According to Abram L. Sachar, the university's first president and guiding
light during its first quarter of a century, Brandeis was to be "a
corporate gift of Jews to higher education." Brandeis's founders were
bolstered by their confidence in the reconciliation of Jewishness and
Americanness....
Jewish Character
From
its beginning, Brandeis's Jewish character was shrouded in ambiguity. While
admission to the university was open to all on a nondiscriminatory basis, a
policy in which the university took pride, its founders assumed that a
significant part of the student body would always be Jewish. (This was a
correct assumption: at least two-thirds of Brandeis's undergraduates during its
first four decades were Jewish.)
The
nature of Brandeis's Jewish identity was much talked about during its early
years. Jews were naturally confused by a university describing itself as both
Jewish and nonsectarian, particularly when they were being asked to send their
children and dollars to Waltham. How could a university claiming to be Jewish
not profess some specific form of Judaism or Jewish culture?
Thus
traditionalists strongly protested when Brandeis held its commencement on
Saturday, the Jewish Sabbath. The Jewish
Forum, the voice of modern American Orthodoxy, editorialized that, despite
its awarding of an honorary degree to Eleanor Roosevelt, Brandeis was
"Neither Jewish, Nor American." Its "contempt for the most
sacred institution in Jewish life," the magazine wrote, was an affront to
God and religious Jews. The magazine suggested that Jews, instead of aiding
Brandeis because they wrongly assumed they were contributing to a worthy Jewish
and American cause, "might be truer to their intentions by transferring
their support to the only truly Jewish and simultaneously truly American
university in existence--Yeshiva University."
Culinary Controversy
Although
future Brandeis commencements were not held on Saturday, the obscurity of
Brandeis's Jewish identity remained. It became a bone of contention during the
1987-88 school year when the school's administration suggested that the cuisine
in the two main student dining rooms be "internationalized" by
serving pork and shellfish. This proposal stemmed from the university's effort
to raise itself into the ranks of the nation's most prestigious institutions.

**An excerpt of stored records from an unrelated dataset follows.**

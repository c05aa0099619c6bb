//! # Health Check Handler
//!
//! Simple health check endpoint for monitoring application availability.
//! This endpoint can be used by load balancers, monitoring systems, or
//! deployment tools to verify that the application is running.

use axum::Json;
use serde_json::{Value, json};
use tracing::{debug, instrument};

/// Health check endpoint that returns `{"ok": true}`.
///
/// It performs no database checks, so it answers as long as the process is
/// serving HTTP.
#[instrument]
pub async fn health_check() -> Json<Value> {
    debug!("Health check endpoint accessed");
    Json(json!({ "ok": true }))
}
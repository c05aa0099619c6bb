use serde::{Deserialize, Serialize};
use uuid::Uuid;

/// A registered user as exposed to clients. Never carries the password hash.
#[derive(Debug, Clone, PartialEq, Eq, Serialize, Deserialize, sqlx::FromRow)]
pub struct User {
    pub id: Uuid,
    pub name: String,
    pub email: String,
    pub phone: String,
}

/// Row read during login, including the stored hash.
#[derive(sqlx::FromRow)]
pub struct UserCredentials {
    pub id: Uuid,
    pub name: String,
    pub email: String,
    pub phone: String,
    pub password_hash: String,
}

impl From<UserCredentials> for User {
    fn from(row: UserCredentials) -> Self {
        Self {
            id: row.id,
            name: row.name,
            email: row.email,
            phone: row.phone,
        }
    }
}
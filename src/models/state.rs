use std::sync::Arc;

use sqlx::PgPool;
use tracing::{debug, info};

use crate::models::Catalog;
use crate::services::{jwt::JwtService, payment::PaymentGateway};

/// Application state shared across requests. Needs to be thread-safe.
///
/// Nothing in here is mutated after startup; the pool handles its own locking.
pub struct AppState {
    /// The PostgreSQL database connection pool.
    pub db_pool: PgPool,
    /// JWT service for token generation and validation.
    pub jwt_service: JwtService,
    /// Static services and professionals.
    pub catalog: Catalog,
    /// Gateway used to confirm booking payments.
    pub payment_gateway: Arc<dyn PaymentGateway>,
}

impl AppState {
    /// Creates a new application state with the provided services.
    pub fn new(
        db_pool: PgPool,
        jwt_service: JwtService,
        catalog: Catalog,
        payment_gateway: Arc<dyn PaymentGateway>,
    ) -> Self {
        info!("Initializing application state");
        debug!(
            services = catalog.services().len(),
            "Attaching catalog to state"
        );

        Self {
            db_pool,
            jwt_service,
            catalog,
            payment_gateway,
        }
    }
}
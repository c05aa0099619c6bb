//! # Application Constants
//!
//! This module defines configuration constants used throughout the CityEase backend.
//! These constants control token lifetimes, defaults and connection pool limits.

use std::time::Duration;

/// Expiration time for issued JWT tokens
///
/// There is no refresh flow, so users log in again after this duration.
pub const TOKEN_EXPIRY: Duration = Duration::from_secs(7 * 24 * 60 * 60); // 7 days

/// Port the server listens on when `PORT` is not set
pub const DEFAULT_PORT: u16 = 3000;

/// Signing secret used when neither `JWT_SECRET_FILE` nor `JWT_SECRET` is set.
/// Only suitable for local development.
pub const DEV_JWT_SECRET: &str = "dev_secret_change_me";

/// Default location of the service catalog seed file
pub const DEFAULT_SERVICES_SEED_PATH: &str = "services.seed.json";

/// Default location of the professional catalog seed file
pub const DEFAULT_PROFESSIONALS_SEED_PATH: &str = "professionals.seed.json";

/// Maximum number of pooled database connections
pub const MAX_DB_CONNECTIONS: u32 = 10;

/// How long a request waits for a pooled connection before failing
pub const DB_ACQUIRE_TIMEOUT: Duration = Duration::from_secs(10);

/// Idle connections are closed after this duration
pub const DB_IDLE_TIMEOUT: Duration = Duration::from_secs(30);

/// Payment method echoed back when the client does not name one
pub const DEFAULT_PAYMENT_METHOD: &str = "Cash";
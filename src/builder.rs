use tracing::instrument;

use crate::node::TreeNode;

/// Builds a balanced BST from a sorted ascending slice.
///
/// The middle element becomes the root, the halves on either side of it
/// become the left and right subtrees. For every node the sizes of the two
/// subtrees differ by at most one.
///
/// An empty slice yields `None`. The input is NOT validated: an unsorted
/// slice still produces a balanced tree, but one that violates the BST
/// ordering invariant. Callers wanting stricter guarantees must check the
/// input themselves.
#[instrument(level = "trace")]
pub fn build_tree(values: &[i64]) -> Option<Box<TreeNode>> {
    if values.is_empty() {
        return None;
    }
    let mid = values.len() / 2;
    Some(Box::new(TreeNode {
        value: values[mid],
        left: build_tree(&values[..mid]),
        right: build_tree(&values[mid + 1..]),
        tags: Vec::new(),
    }))
}
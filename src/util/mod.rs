//! Shared helpers for tests

pub mod testing;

This, it believed, required attracting a more diverse student body, which, in
turn, depended on diluting Brandeis's image as a Jewish institution.
The
two main dining rooms had never been kosher, except for part of one which was
reserved for Brandeis students who kept kosher. The eating of non-kosher beef
and the mixing of meat and dairy dishes is as great a violation of Jewish law
as the consumption of pork, crabs, and scallops. Nevertheless, the suggestion
to serve pork and shellfish assumed great symbolic importance both inside and
outside the Brandeis community, and it was vigorously denounced by some who did
not keep kosher themselves. They assumed the administration's proposal was
merely the entering wedge of a campaign by Evelyn Handler, the university's
president, to dilute Brandeis's Jewish character. This charge appeared
credible, since the menu change occurred at about the same time as the Hebrew
word emet (truth) was dropped from
the university's logo and a change in the school's calendar replaced all
references to Jewish holidays with the wording "no university
exercises."
Critics
of the administration saw no reason why Brandeis should water down its Jewish
identity. If Notre Dame had been able to raise its academic stature while
maintaining its ties to the Catholic church, why must Brandeis weaken its ties
to the Jewish community to attract a more representative student body? Gentiles
would come to Brandeis not because it served pork and shellfish, but because it
was a quality institution. What was wrong with having Jews and Gentiles
studying together in an identifiably Jewish institution? These critics
believed the administration's actions reflected an assimilationist mentality
that ran counter to Brandeis's historic claim that it stood for the symbiosis
of the best in American and Jewish identities....
Because
of the publicity and the opposition from alumni and prospective donors, the
university partially backed down. Pork chops and shrimp were not served in the
dining room where kosher food was offered. "Emet" was returned to the
university's logo, and Jewish holidays were specifically mentioned as such on
the university calendar. In 1990, Handler resigned as Brandeis's president, a
move brought on in part by the backlash resulting from the maladroit attempts
to change the university's image.
Brandeis
returned to the status quo prior to the "trefa (nonkosher) war."
Edward Shapiro is a
Professor of History at Seton Hall University.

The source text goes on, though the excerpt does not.